The ravages of slavery, colonialism, business ventures and missionaries erased most of what was left of the culture. Earlier in their history, the Rapa Nui themselves no doubt caused great strife among their population by continual clan wars and, possibly, deforestation. Still, the pain of this history solidifies in one’s heart when standing on this tiny remote island, awestruck by the great monuments and gazing on a long blue horizon. What was it like to see white sails on that horizon, creeping closer, until strangers landed and herded, at gunpoint, you, your family and friends, taking you from your home—the only life you’ve known—to a life of hard labor on a far-away island? In a few hours, everything changed.
How is it possible that anyone can think they have the right to do that? My mind reels when I think of it; overwhelmed by the cruelty that can be taken for granted, and that has, and continues, to destroy people everywhere.
PAST TO PRESENT
We will soon be putting Migration to bed in Tahiti and flying to the United States. Americans are only allowed a 90-day stay in French Polynesia and our visa expires on 9 September. We’ll be returning to a country looking toward the future in the form of the upcoming presidential election.
I recently read Life Is So Good by George Dawson and Richard Glaubman. It’s the story of Dawson’s life and philosophy. He was born in 1898 and lived to be over 101. As a boy in rural Texas he watched lynchings. As a black American he dealt with the Jim Crow laws and racism at its most basic level in his home state and throughout his travels. His story was picked up by the media when, at the age of 98, he enrolled in school to learn to read.
As I read, with rage, the treatment he received through decades of condoned racism, I had to keep reminding myself that much of it occurred during my lifetime. As a native of the West Coast it is also important to realize that racial hatred is not confined to other parts of the country. Anaheim, California—home of Disneyland in the heart of blindly-Republican Orange County—was practically founded by Klansmen. It posted signs on its outskirts that read “KIGY” (Klansmen I Greet You).
Now, 110 years after Dawson’s birth, a black man may be our next president. I’ll be devoting much of my time in the US working to make it so through my Political Action Committee, Authors & Illustrators for Children. Please visit www.aiforc.org to see what we’re doing and, if inspired, make a donation.
The history is lost. The mysteries
Our modern world couldn’t possibly become a mystery, could it? History is written every day in a hundred thousand newscasts and newspapers.

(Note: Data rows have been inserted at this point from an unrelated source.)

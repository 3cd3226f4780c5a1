// Copyright (c) 2026 Anillo OS Developers.
//
// Licensed under the Apache License, Version 2.0 (the "License");
// you may not use this file except in compliance with the License.
// You may obtain a copy of the License at
//
//       http://www.apache.org/licenses/LICENSE-2.0
//
// Unless required by applicable law or agreed to in writing, software
// distributed under the License is distributed on an "AS IS" BASIS,
// WITHOUT WARRANTIES OR CONDITIONS OF ANY KIND, either express or implied.
// See the License for the specific language governing permissions and
// limitations under the License.

//! Deadline-ordered timers over pluggable hardware backends.

pub mod timer;

pub use timer::{TimerId, TimerService, TIMER_ID_INVALID};

use crate::error::Result;

/// A hardware one-shot timer driver. Registered at runtime; the
/// service switches to a newly registered backend only when it is
/// strictly more precise than the current one.
///
/// `schedule` arms a single one-shot: the driver's interrupt handler
/// must call [`handle_fire`] (or the owning service's `handle_fire`).
pub trait TimerBackend: Send + Sync {
    fn name(&self) -> &'static str;
    fn precision_ns(&self) -> u64;
    fn schedule(&self, delay_ns: u64);
    fn cancel(&self);
    /// Free-running counter value; only deltas are meaningful.
    fn timestamp(&self) -> u64;
    fn delta_to_ns(&self, start: u64, end: u64) -> u64;
}

pub(crate) static TIMERS: TimerService = TimerService::new();

/// The kernel-wide timer service.
pub fn default_service() -> &'static TimerService {
    &TIMERS
}

pub fn register_backend(b: &'static dyn TimerBackend) -> Result {
    TIMERS.register_backend(b)
}

/// Schedules `cb` to run once, at least `delay_ns` from now.
pub fn oneshot(delay_ns: u64, cb: impl Fn() + Send + Sync + 'static) -> Result<TimerId> {
    TIMERS.oneshot(delay_ns, cb)
}

/// Disables a pending timer; its callback will never run.
pub fn cancel(id: TimerId) -> Result {
    TIMERS.cancel(id)
}

/// Monotonic nanoseconds since the first backend registration.
pub fn now_ns() -> u64 {
    TIMERS.now_ns()
}

/// Entry point for the active backend's interrupt handler.
pub fn handle_fire() {
    TIMERS.handle_fire()
}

The mystery left to future generations will be that of sorting through all the clutter to discover something that resembles the truth. I hope, when they are through, they will look upon this time with awe; that 2008 will appear on timelines not with a question mark, but identified as the turning point of these times—where we left the past behind and started our journey on a path truly different than the one we've walked. A time when, to paraphrase Routledge, the whole air vibrated with a vast purpose and energy.

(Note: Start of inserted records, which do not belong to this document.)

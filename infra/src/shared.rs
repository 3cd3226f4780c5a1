// Copyright (c) 2026 Anillo OS Developers.
//
// Licensed under the Apache License, Version 2.0 (the "License");
// you may not use this file except in compliance with the License.
// You may obtain a copy of the License at
//
//       http://www.apache.org/licenses/LICENSE-2.0
//
// Unless required by applicable law or agreed to in writing, software
// distributed under the License is distributed on an "AS IS" BASIS,
// WITHOUT WARRANTIES OR CONDITIONS OF ANY KIND, either express or implied.
// See the License for the specific language governing permissions and
// limitations under the License.

extern crate alloc;

use crate::{
    ilist::{Link, LinkIter},
    intrusive::Adapter,
};
use alloc::boxed::Box;
use core::{
    marker::PhantomData,
    ops::Deref,
    ptr::NonNull,
    sync::atomic::{fence, AtomicUsize, Ordering},
};

/// Control block of a [`Shared`]. Kernel objects that live in static
/// storage embed one directly; heap objects get one through
/// [`Shared::new`]. No weak counter: cycles are broken by the intrusive
/// lists never owning their nodes past unlink.
#[derive(Debug)]
pub struct SharedInner<T: Sized> {
    data: T,
    rc: AtomicUsize,
}

impl<T: Sized> SharedInner<T> {
    pub const fn new(data: T) -> Self {
        Self {
            data,
            rc: AtomicUsize::new(1),
        }
    }

    #[inline]
    pub fn count(&self) -> usize {
        self.rc.load(Ordering::Relaxed)
    }

    /// Retains unless the count has already reached zero. This is how
    /// stale handles to retired objects are rejected.
    pub fn try_retain(&self) -> Option<Shared<T>> {
        let mut rc = self.rc.load(Ordering::Relaxed);
        loop {
            if rc == 0 {
                return None;
            }
            match self
                .rc
                .compare_exchange_weak(rc, rc + 1, Ordering::Acquire, Ordering::Relaxed)
            {
                Ok(_) => {
                    return Some(Shared {
                        inner: NonNull::from(self),
                    })
                }
                Err(cur) => rc = cur,
            }
        }
    }

    /// Drops one reference without reclaiming storage. Only for inners
    /// whose memory is managed externally (static storage). Returns
    /// true when this was the last reference.
    ///
    /// # Safety
    ///
    /// Must never be paired with a [`Shared`] drop for the same
    /// conceptual reference, and the inner must not be heap-owned.
    pub unsafe fn release_raw(&self) -> bool {
        let old = self.rc.fetch_sub(1, Ordering::Release);
        assert_ne!(old, 0);
        old == 1
    }
}

unsafe impl<T> Send for SharedInner<T> {}
unsafe impl<T> Sync for SharedInner<T> {}

// repr(transparent) keeps Option<Shared<T>> pointer-sized.
#[derive(Debug)]
#[repr(transparent)]
pub struct Shared<T: Sized> {
    inner: NonNull<SharedInner<T>>,
}

impl<T> Shared<T> {
    #[inline]
    pub fn new(data: T) -> Self {
        let b = Box::new(SharedInner::new(data));
        Self {
            inner: unsafe { NonNull::new_unchecked(Box::into_raw(b)) },
        }
    }

    /// Adopts a static control block. The caller's static reference is
    /// the one the initial count of 1 accounts for; it must never be
    /// dropped through [`Shared`].
    ///
    /// # Safety
    ///
    /// `inner` must be in static storage and this must be called at
    /// most once per block.
    #[inline]
    pub const unsafe fn from_static(inner: &'static SharedInner<T>) -> Self {
        Shared {
            inner: NonNull::new_unchecked(inner as *const _ as *mut SharedInner<T>),
        }
    }

    /// Stable address of the control block; usable as an opaque id for
    /// the object's lifetime.
    #[inline]
    pub fn handle(this: &Self) -> *const u8 {
        this.inner.as_ptr() as *const u8
    }

    #[inline]
    pub fn strong_count(this: &Self) -> usize {
        unsafe { this.inner.as_ref() }.count()
    }

    #[inline]
    pub fn same(a: &Self, b: &Self) -> bool {
        a.inner == b.inner
    }

    /// Retains the object owning `data`, failing once the count has
    /// dropped to zero.
    ///
    /// # Safety
    ///
    /// `data` must be managed by a live `SharedInner<T>`.
    pub unsafe fn try_retain(data: &T) -> Option<Shared<T>> {
        let ptr = (data as *const T as *const u8).sub(core::mem::offset_of!(SharedInner<T>, data))
            as *const SharedInner<T>;
        (*ptr).try_retain()
    }

    /// # Safety
    ///
    /// The count must stay balanced by a later decrement.
    #[inline]
    pub unsafe fn increment_count(this: &Self) {
        let old = this.inner.as_ref().rc.fetch_add(1, Ordering::Relaxed);
        assert_ne!(old, 0);
    }

    /// # Safety
    ///
    /// Must not drop the count to zero: that path belongs to `Drop`.
    #[inline]
    pub unsafe fn decrement_count(this: &Self) {
        let old = this.inner.as_ref().rc.fetch_sub(1, Ordering::Relaxed);
        assert!(old > 1);
    }
}

impl<T: Sized> Clone for Shared<T> {
    #[inline]
    fn clone(&self) -> Self {
        let old = unsafe { self.inner.as_ref() }
            .rc
            .fetch_add(1, Ordering::Relaxed);
        assert!(old >= 1);
        Shared { inner: self.inner }
    }
}

impl<T: Sized> Drop for Shared<T> {
    #[inline]
    fn drop(&mut self) {
        let old = unsafe { self.inner.as_ref() }
            .rc
            .fetch_sub(1, Ordering::Release);
        if old != 1 {
            return;
        }
        fence(Ordering::Acquire);
        // Static control blocks must never reach zero.
        drop(unsafe { Box::from_raw(self.inner.as_ptr()) });
    }
}

impl<T: Sized> Deref for Shared<T> {
    type Target = T;

    #[inline]
    fn deref(&self) -> &T {
        unsafe { &self.inner.as_ref().data }
    }
}

// Shared is a pointer to the value, not the value itself.
unsafe impl<T: Sized> Send for Shared<T> {}
unsafe impl<T: Sized> Sync for Shared<T> {}

/// Counted FIFO of [`Shared`] values linked through the adapter's
/// embedded [`Link`]. The list shares ownership of every linked value.
///
/// Must not move once an element has been linked (the sentinel links
/// point at each other). Access is serialized by the owning lock.
#[derive(Debug)]
pub struct SharedList<T: Sized, A: Adapter> {
    len: usize,
    head: Link<T, A>,
    tail: Link<T, A>,
    _t: PhantomData<T>,
}

impl<T: Sized, A: Adapter> Default for SharedList<T, A> {
    fn default() -> Self {
        Self::new()
    }
}

impl<T: Sized, A: Adapter> SharedList<T, A> {
    pub const fn new() -> Self {
        Self {
            len: 0,
            head: Link::new(),
            tail: Link::new(),
            _t: PhantomData,
        }
    }

    // Sentinels can't reference each other in a const context, so the
    // chain is closed on first use.
    #[inline]
    fn ensure_init(&mut self) {
        if self.head.next.is_none() {
            let ok = unsafe {
                Link::link_after(NonNull::from(&mut self.head), NonNull::from(&self.tail))
            };
            debug_assert!(ok);
        }
    }

    #[inline]
    pub fn is_empty(&self) -> bool {
        self.len == 0
    }

    #[inline]
    pub fn len(&self) -> usize {
        self.len
    }

    #[inline]
    pub fn link_of(this: &Shared<T>) -> NonNull<Link<T, A>> {
        let ptr = this.deref() as *const T as *const u8;
        NonNull::from(unsafe { &*(ptr.add(A::offset()) as *const Link<T, A>) })
    }

    /// Rebuilds a retained handle from a linked node.
    ///
    /// # Safety
    ///
    /// `node` must be a link embedded in a `Shared`-managed `T`.
    pub unsafe fn retain_from_link(node: &Link<T, A>) -> Shared<T> {
        let owner: &T = node.owner();
        Shared::try_retain(owner).expect("linked node owner already retired")
    }

    pub fn push_back(&mut self, me: Shared<T>) -> bool {
        self.ensure_init();
        let node = Self::link_of(&me);
        if !unsafe { Link::link_before(NonNull::from(&mut self.tail), node) } {
            return false;
        }
        // The list keeps its own reference.
        unsafe { Shared::increment_count(&me) };
        self.len += 1;
        true
    }

    pub fn pop_front(&mut self) -> Option<Shared<T>> {
        if self.len == 0 {
            return None;
        }
        let first = self.head.next.expect("non-empty list has a first node");
        debug_assert_ne!(first, NonNull::from(&self.tail));
        let me = unsafe { Self::retain_from_link(first.as_ref()) };
        let ok = unsafe { Link::unlink(first) };
        debug_assert!(ok);
        // Ownership moves from the list to the caller.
        unsafe { Shared::decrement_count(&me) };
        self.len -= 1;
        Some(me)
    }

    pub fn front(&self) -> Option<Shared<T>> {
        if self.len == 0 {
            return None;
        }
        let first = self.head.next.expect("non-empty list has a first node");
        Some(unsafe { Self::retain_from_link(first.as_ref()) })
    }

    /// Unlinks `me` from this list. `me` must either be unlinked or be
    /// on this very list; unlinking through the wrong list corrupts
    /// both counts.
    pub fn remove(&mut self, me: &Shared<T>) -> bool {
        let node = Self::link_of(me);
        if !unsafe { Link::unlink(node) } {
            return false;
        }
        unsafe { Shared::decrement_count(me) };
        self.len -= 1;
        true
    }

    pub fn clear(&mut self) -> usize {
        let mut n = 0;
        while self.pop_front().is_some() {
            n += 1;
        }
        n
    }

    pub fn iter(&self) -> SharedListIter<T, A> {
        SharedListIter {
            it: LinkIter::new(self.head.next, Some(NonNull::from(&self.tail))),
        }
    }
}

impl<T: Sized, A: Adapter> Drop for SharedList<T, A> {
    fn drop(&mut self) {
        // Dropping a populated list would leak the list's references;
        // owners clear() first.
        debug_assert_eq!(self.len, 0);
    }
}

/// Yields retained handles; the current element may be removed from the
/// list while iterating.
pub struct SharedListIter<T, A: Adapter> {
    it: LinkIter<T, A>,
}

impl<T, A: Adapter> Iterator for SharedListIter<T, A> {
    type Item = Shared<T>;

    fn next(&mut self) -> Option<Self::Item> {
        let node = self.it.next()?;
        Some(unsafe { SharedList::<T, A>::retain_from_link(node.as_ref()) })
    }
}

#[cfg(test)]
mod tests {
    use super::*;
    use crate::link_adapter;

    #[derive(Default, Debug)]
    struct Job {
        run_node: Link<Job, ViaRunNode>,
        done_node: Link<Job, ViaDoneNode>,
        id: usize,
    }
    link_adapter!(ViaRunNode, Job, run_node);
    link_adapter!(ViaDoneNode, Job, done_node);

    type RunList = SharedList<Job, ViaRunNode>;
    type DoneList = SharedList<Job, ViaDoneNode>;

    fn job(id: usize) -> Shared<Job> {
        Shared::new(Job {
            id,
            ..Default::default()
        })
    }

    #[test]
    fn push_pop_fifo() {
        let mut l = RunList::new();
        for i in 0..16 {
            let j = job(i);
            assert_eq!(Shared::strong_count(&j), 1);
            assert!(l.push_back(j.clone()));
            assert_eq!(Shared::strong_count(&j), 2);
        }
        assert_eq!(l.len(), 16);
        for i in 0..16 {
            let j = l.pop_front().unwrap();
            assert_eq!(j.id, i);
            assert_eq!(Shared::strong_count(&j), 1);
        }
        assert!(l.pop_front().is_none());
        assert!(l.is_empty());
    }

    #[test]
    fn double_link_refused() {
        let mut l = RunList::new();
        let j = job(0);
        assert!(l.push_back(j.clone()));
        assert!(!l.push_back(j.clone()));
        assert_eq!(l.len(), 1);
        l.clear();
    }

    #[test]
    fn two_lists_one_value() {
        let mut run = RunList::new();
        let mut done = DoneList::new();
        let j = job(3);
        assert!(run.push_back(j.clone()));
        assert!(done.push_back(j.clone()));
        assert_eq!(Shared::strong_count(&j), 3);
        assert!(run.remove(&j));
        assert_eq!(Shared::strong_count(&j), 2);
        let popped = done.pop_front().unwrap();
        assert!(Shared::same(&popped, &j));
    }

    #[test]
    fn remove_middle_keeps_order() {
        let mut l = RunList::new();
        let jobs: alloc::vec::Vec<_> = (0..5).map(job).collect();
        for j in &jobs {
            l.push_back(j.clone());
        }
        assert!(l.remove(&jobs[2]));
        assert!(!l.remove(&jobs[2]));
        let order: alloc::vec::Vec<_> = core::iter::from_fn(|| l.pop_front())
            .map(|j| j.id)
            .collect();
        assert_eq!(order, [0, 1, 3, 4]);
    }

    #[test]
    fn iter_retains_and_allows_removal() {
        let mut l = RunList::new();
        for i in 0..4 {
            l.push_back(job(i));
        }
        for j in l.iter() {
            assert_eq!(Shared::strong_count(&j), 2);
        }
        let snapshot: alloc::vec::Vec<_> = l.iter().collect();
        for j in &snapshot {
            assert!(l.remove(j));
        }
        assert!(l.is_empty());
    }

    #[test]
    fn try_retain_fails_after_zero() {
        static GONE: SharedInner<u32> = SharedInner::new(9);
        assert_eq!(GONE.count(), 1);
        let extra = GONE.try_retain().unwrap();
        drop(extra);
        // Simulate the final release of an externally managed block.
        assert!(unsafe { GONE.release_raw() });
        assert!(GONE.try_retain().is_none());
    }

    #[test]
    fn handle_is_stable() {
        let j = job(1);
        let h = Shared::handle(&j);
        let c = j.clone();
        assert_eq!(h, Shared::handle(&c));
        assert!(Shared::same(&j, &c));
    }
}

Such is Easter Island. It bears no resemblance to the
ideal lotus-eating lands of the Pacific; rather, with its bleak
grass-grown surface, its wild rocks and restless ocean, it recalls
some of the Scilly Isles or the coast of Cornwall. It is not a
beautiful country nor even a striking one, but it has a fascination
of its own. All portions of it are accessible; from every part are
seen marvelous views of rolling country; everywhere is the wind of
heaven; around and above all are boundless sea and sky, infinite
space and a great silence. The dweller there is ever listening for
he knows not what, feeling unconsciously that he is in the
antechamber to something yet more vast which is just beyond his ken.